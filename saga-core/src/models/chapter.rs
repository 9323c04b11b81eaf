//! Chapter outlines and finished chapters.

use chrono::{DateTime, Utc};
use serde::{Deserialize, Serialize};
use std::collections::BTreeMap;

use super::string_list;
use super::tracker::StateChanges;

/// Words a chapter aims for unless the style guide says otherwise.
pub const DEFAULT_WORD_COUNT: usize = 1500;

/// One scene in a chapter outline.
#[derive(Debug, Clone, PartialEq, Default, Serialize, Deserialize)]
pub struct Scene {
    #[serde(default)]
    pub location: String,
    #[serde(default, deserialize_with = "string_list")]
    pub characters: Vec<String>,
    #[serde(default)]
    pub purpose: String,
    #[serde(default)]
    pub tone: String,
}

/// Structured plan for a chapter before it is written.
#[derive(Debug, Clone, PartialEq, Serialize, Deserialize)]
pub struct ChapterOutline {
    pub chapter_number: u32,
    pub arc_id: String,
    pub title: String,
    #[serde(default)]
    pub summary: String,
    #[serde(default)]
    pub scenes: Vec<Scene>,
    #[serde(default)]
    pub key_events: Vec<String>,
    /// Character name -> development moment.
    #[serde(default)]
    pub character_moments: BTreeMap<String, String>,
    pub cliffhanger: String,
    /// revelation, danger, mystery, character_arrival, emotional_peak, twist
    pub cliffhanger_type: String,
    #[serde(default)]
    pub themes_present: Vec<String>,
    #[serde(default)]
    pub foreshadowing: Vec<String>,
    #[serde(default = "default_word_count")]
    pub expected_word_count: usize,
}

fn default_word_count() -> usize {
    DEFAULT_WORD_COUNT
}

impl ChapterOutline {
    /// Character names across all scenes, deduplicated in first-seen order.
    pub fn scene_characters(&self) -> Vec<String> {
        let mut seen = Vec::new();
        for name in self.scenes.iter().flat_map(|s| s.characters.iter()) {
            if !seen.contains(name) {
                seen.push(name.clone());
            }
        }
        seen
    }

    /// Non-empty scene locations, deduplicated in first-seen order.
    pub fn scene_locations(&self) -> Vec<String> {
        let mut seen = Vec::new();
        for location in self.scenes.iter().map(|s| &s.location) {
            if !location.is_empty() && !seen.contains(location) {
                seen.push(location.clone());
            }
        }
        seen
    }
}

/// A written chapter with its metadata.
#[derive(Debug, Clone, PartialEq, Serialize, Deserialize)]
pub struct Chapter {
    /// `ch_NNN`
    pub chapter_id: String,
    pub chapter_number: u32,
    pub arc_id: String,

    pub title: String,
    pub content: String,
    pub word_count: usize,

    /// Brief summary kept in memory for later planning.
    #[serde(default)]
    pub summary: String,
    #[serde(default)]
    pub key_events: Vec<String>,
    #[serde(default)]
    pub characters_present: Vec<String>,
    #[serde(default)]
    pub locations: Vec<String>,

    pub cliffhanger: String,
    pub cliffhanger_type: String,

    #[serde(default)]
    pub themes: Vec<String>,
    #[serde(default = "default_tone")]
    pub tone: String,

    #[serde(default)]
    pub outline: Option<ChapterOutline>,

    pub created_at: DateTime<Utc>,

    /// Changes to world and character state extracted from this chapter.
    #[serde(default)]
    pub state_changes: StateChanges,

    #[serde(default)]
    pub quality_score: Option<u8>,
    #[serde(default)]
    pub revision_count: u32,
}

fn default_tone() -> String {
    "balanced".to_string()
}

impl Chapter {
    /// Id for the given chapter number.
    pub fn id_for(chapter_number: u32) -> String {
        format!("ch_{chapter_number:03}")
    }

    /// Build a chapter from its outline and generated prose.
    pub fn from_outline(outline: &ChapterOutline, content: String) -> Self {
        let word_count = count_words(&content);
        Self {
            chapter_id: Self::id_for(outline.chapter_number),
            chapter_number: outline.chapter_number,
            arc_id: outline.arc_id.clone(),
            title: outline.title.clone(),
            content,
            word_count,
            summary: outline.summary.clone(),
            key_events: outline.key_events.clone(),
            characters_present: outline.scene_characters(),
            locations: outline.scene_locations(),
            cliffhanger: outline.cliffhanger.clone(),
            cliffhanger_type: outline.cliffhanger_type.clone(),
            themes: outline.themes_present.clone(),
            tone: default_tone(),
            outline: Some(outline.clone()),
            created_at: Utc::now(),
            state_changes: StateChanges::default(),
            quality_score: None,
            revision_count: 0,
        }
    }

    /// Replace the prose, keeping word count in sync.
    pub fn set_content(&mut self, content: String) {
        self.word_count = count_words(&content);
        self.content = content;
    }

    /// Scene locations from the outline this chapter came from.
    pub fn scene_locations(&self) -> Vec<String> {
        match &self.outline {
            Some(outline) => outline.scene_locations(),
            None => self.locations.clone(),
        }
    }

    /// Markdown document written to the chapters directory.
    pub fn to_markdown(&self) -> String {
        format!(
            "# Chapter {}: {}\n\n{}\n",
            self.chapter_number,
            self.title,
            self.content.trim_end()
        )
    }
}

/// Whitespace-delimited word count.
pub fn count_words(text: &str) -> usize {
    text.split_whitespace().count()
}

#[cfg(test)]
mod tests {
    use super::*;

    fn outline() -> ChapterOutline {
        ChapterOutline {
            chapter_number: 7,
            arc_id: "arc_001".to_string(),
            title: "Storm Front".to_string(),
            summary: "The crew braces.".to_string(),
            scenes: vec![
                Scene {
                    location: "Deck".to_string(),
                    characters: vec!["Kael".to_string(), "Mira".to_string()],
                    purpose: "setup".to_string(),
                    tone: "tense".to_string(),
                },
                Scene {
                    location: "Hold".to_string(),
                    characters: vec!["Mira".to_string(), "Old Tam".to_string()],
                    ..Default::default()
                },
                Scene {
                    location: "Deck".to_string(),
                    characters: vec!["Kael".to_string()],
                    ..Default::default()
                },
            ],
            key_events: vec!["The mast cracks".to_string()],
            character_moments: BTreeMap::new(),
            cliffhanger: "A shape in the clouds".to_string(),
            cliffhanger_type: "mystery".to_string(),
            themes_present: vec!["courage".to_string()],
            foreshadowing: Vec::new(),
            expected_word_count: DEFAULT_WORD_COUNT,
        }
    }

    #[test]
    fn test_chapter_from_outline() {
        let chapter = Chapter::from_outline(&outline(), "Wind howls over the deck.".to_string());
        assert_eq!(chapter.chapter_id, "ch_007");
        assert_eq!(chapter.word_count, 5);
        assert_eq!(chapter.characters_present, vec!["Kael", "Mira", "Old Tam"]);
        assert_eq!(chapter.locations, vec!["Deck", "Hold"]);
        assert_eq!(chapter.tone, "balanced");
        assert!(chapter.outline.is_some());
    }

    #[test]
    fn test_set_content_updates_word_count() {
        let mut chapter = Chapter::from_outline(&outline(), "one two".to_string());
        chapter.set_content("one two three four".to_string());
        assert_eq!(chapter.word_count, 4);
    }

    #[test]
    fn test_scene_accepts_comma_string() {
        let scene: Scene =
            serde_json::from_str(r#"{"location": "Dock", "characters": "Kael, Mira"}"#).unwrap();
        assert_eq!(scene.characters, vec!["Kael", "Mira"]);
        assert!(scene.purpose.is_empty());
    }

    #[test]
    fn test_markdown_has_heading() {
        let chapter = Chapter::from_outline(&outline(), "Text.\n\n".to_string());
        assert_eq!(chapter.to_markdown(), "# Chapter 7: Storm Front\n\nText.\n");
    }
}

★ ★ ★ ★

WHAT IS EXPECTED
The answer must be a word-for-word restatement of the records.

ANSWER BELOW
filename saga-core/src/models/chapter.rs
repository 9323c04b11b81eaf
//! Chapter outlines and finished chapters.

use chrono::{DateTime, Utc};
use serde::{Deserialize, Serialize};
use std::collections::BTreeMap;

use super::string_list;
use super::tracker::StateChanges;

/// Words a chapter aims for unless the style guide says otherwise.
pub const DEFAULT_WORD_COUNT: usize = 1500;

/// One scene in a chapter outline.
#[derive(Debug, Clone, PartialEq, Default, Serialize, Deserialize)]
pub struct Scene {
    #[serde(default)]
    pub location: String,
    #[serde(default, deserialize_with = "string_list")]
    pub characters: Vec<String>,
    #[serde(default)]
    pub purpose: String,
    #[serde(default)]
    pub tone: String,
}

/// Structured plan for a chapter before it is written.
#[derive(Debug, Clone, PartialEq, Serialize, Deserialize)]
pub struct ChapterOutline {
    pub chapter_number: u32,
    pub arc_id: String,
    pub title: String,
    #[serde(default)]
    pub summary: String,
    #[serde(default)]
    pub scenes: Vec<Scene>,
    #[serde(default)]
    pub key_events: Vec<String>,
    /// Character name -> development moment.
    #[serde(default)]
    pub character_moments: BTreeMap<String, String>,
    pub cliffhanger: String,
    /// revelation, danger, mystery, character_arrival, emotional_peak, twist
    pub cliffhanger_type: String,
    #[serde(default)]
    pub themes_present: Vec<String>,
    #[serde(default)]
    pub foreshadowing: Vec<String>,
    #[serde(default = "default_word_count")]
    pub expected_word_count: usize,
}

fn default_word_count() -> usize {
    DEFAULT_WORD_COUNT
}

impl ChapterOutline {
    /// Character names across all scenes, deduplicated in first-seen order.
    pub fn scene_characters(&self) -> Vec<String> {
        let mut seen = Vec::new();
        for name in self.scenes.iter().flat_map(|s| s.characters.iter()) {
            if !seen.contains(name) {
                seen.push(name.clone());
            }
        }
        seen
    }

    /// Non-empty scene locations, deduplicated in first-seen order.
    pub fn scene_locations(&self) -> Vec<String> {
        let mut seen = Vec::new();
        for location in self.scenes.iter().map(|s| &s.location) {
            if !location.is_empty() && !seen.contains(location) {
                seen.push(location.clone());
            }
        }
        seen
    }
}

/// A written chapter with its metadata.
#[derive(Debug, Clone, PartialEq, Serialize, Deserialize)]
pub struct Chapter {
    /// `ch_NNN`
    pub chapter_id: String,
    pub chapter_number: u32,
    pub arc_id: String,

    pub title: String,
    pub content: String,
    pub word_count: usize,

    /// Brief summary kept in memory for later planning.
    #[serde(default)]
    pub summary: String,
    #[serde(default)]
    pub key_events: Vec<String>,
    #[serde(default)]
    pub characters_present: Vec<String>,
    #[serde(default)]
    pub locations: Vec<String>,

    pub cliffhanger: String,
    pub cliffhanger_type: String,

    #[serde(default)]
    pub themes: Vec<String>,
    #[serde(default = "default_tone")]
    pub tone: String,

    #[serde(default)]
    pub outline: Option<ChapterOutline>,

    pub created_at: DateTime<Utc>,

    /// Changes to world and character state extracted from this chapter.
    #[serde(default)]
    pub state_changes: StateChanges,

    #[serde(default)]
    pub quality_score: Option<u8>,
    #[serde(default)]
    pub revision_count: u32,
}

fn default_tone() -> String {
    "balanced".to_string()
}

impl Chapter {
    /// Id for the given chapter number.
    pub fn id_for(chapter_number: u32) -> String {
        format!("ch_{chapter_number:03}")
    }

    /// Build a chapter from its outline and generated prose.
    pub fn from_outline(outline: &ChapterOutline, content: String) -> Self {
        let word_count = count_words(&content);
        Self {
            chapter_id: Self::id_for(outline.chapter_number),
            chapter_number: outline.chapter_number,
            arc_id: outline.arc_id.clone(),
            title: outline.title.clone(),
            content,
            word_count,
            summary: outline.summary.clone(),
            key_events: outline.key_events.clone(),
            characters_present: outline.scene_characters(),
            locations: outline.scene_locations(),
            cliffhanger: outline.cliffhanger.clone(),
            cliffhanger_type: outline.cliffhanger_type.clone(),
            themes: outline.themes_present.clone(),
            tone: default_tone(),
            outline: Some(outline.clone()),
            created_at: Utc::now(),
            state_changes: StateChanges::default(),
            quality_score: None,
            revision_count: 0,
        }
    }

    /// Replace the prose, keeping word count in sync.
    pub fn set_content(&mut self, content: String) {
        self.word_count = count_words(&content);
        self.content = content;
    }

    /// Scene locations from the outline this chapter came from.
    pub fn scene_locations(&self) -> Vec<String> {
        match &self.outline {
            Some(outline) => outline.scene_locations(),
            None => self.locations.clone(),
        }
    }

    /// Markdown document written to the chapters directory.
    pub fn to_markdown(&self) -> String {
        format!(
            "# Chapter {}: {}\n\n{}\n",
            self.chapter_number,
            self.title,
            self.content.trim_end()
        )
    }
}

/// Whitespace-delimited word count.
pub fn count_words(text: &str) -> usize {
    text.split_whitespace().count()
}

#[cfg(test)]
mod tests {
    use super::*;

    fn outline() -> ChapterOutline {
        ChapterOutline {
            chapter_number: 7,
            arc_id: "arc_001".to_string(),
            title: "Storm Front".to_string(),
            summary: "The crew braces.".to_string(),
            scenes: vec![
                Scene {
                    location: "Deck".to_string(),
                    characters: vec!["Kael".to_string(), "Mira".to_string()],
                    purpose: "setup".to_string(),
                    tone: "tense".to_string(),
                },
                Scene {
                    location: "Hold".to_string(),
                    characters: vec!["Mira".to_string(), "Old Tam".to_string()],
                    ..Default::default()
                },
                Scene {
                    location: "Deck".to_string(),
                    characters: vec!["Kael".to_string()],
                    ..Default::default()
                },
            ],
            key_events: vec!["The mast cracks".to_string()],
            character_moments: BTreeMap::new(),
            cliffhanger: "A shape in the clouds".to_string(),
            cliffhanger_type: "mystery".to_string(),
            themes_present: vec!["courage".to_string()],
            foreshadowing: Vec::new(),
            expected_word_count: DEFAULT_WORD_COUNT,
        }
    }

    #[test]
    fn test_chapter_from_outline() {
        let chapter = Chapter::from_outline(&outline(), "Wind howls over the deck.".to_string());
        assert_eq!(chapter.chapter_id, "ch_007");
        assert_eq!(chapter.word_count, 5);
        assert_eq!(chapter.characters_present, vec!["Kael", "Mira", "Old Tam"]);
        assert_eq!(chapter.locations, vec!["Deck", "Hold"]);
        assert_eq!(chapter.tone, "balanced");
        assert!(chapter.outline.is_some());
    }

    #[test]
    fn test_set_content_updates_word_count() {
        let mut chapter = Chapter::from_outline(&outline(), "one two".to_string());
        chapter.set_content("one two three four".to_string());
        assert_eq!(chapter.word_count, 4);
    }

    #[test]
    fn test_scene_accepts_comma_string() {
        let scene: Scene =
            serde_json::from_str(r#"{"location": "Dock", "characters": "Kael, Mira"}"#).unwrap();
        assert_eq!(scene.characters, vec!["Kael", "Mira"]);
        assert!(scene.purpose.is_empty());
    }

    #[test]
    fn test_markdown_has_heading() {
        let chapter = Chapter::from_outline(&outline(), "Text.\n\n".to_string());
        assert_eq!(chapter.to_markdown(), "# Chapter 7: Storm Front\n\nText.\n");
    }
}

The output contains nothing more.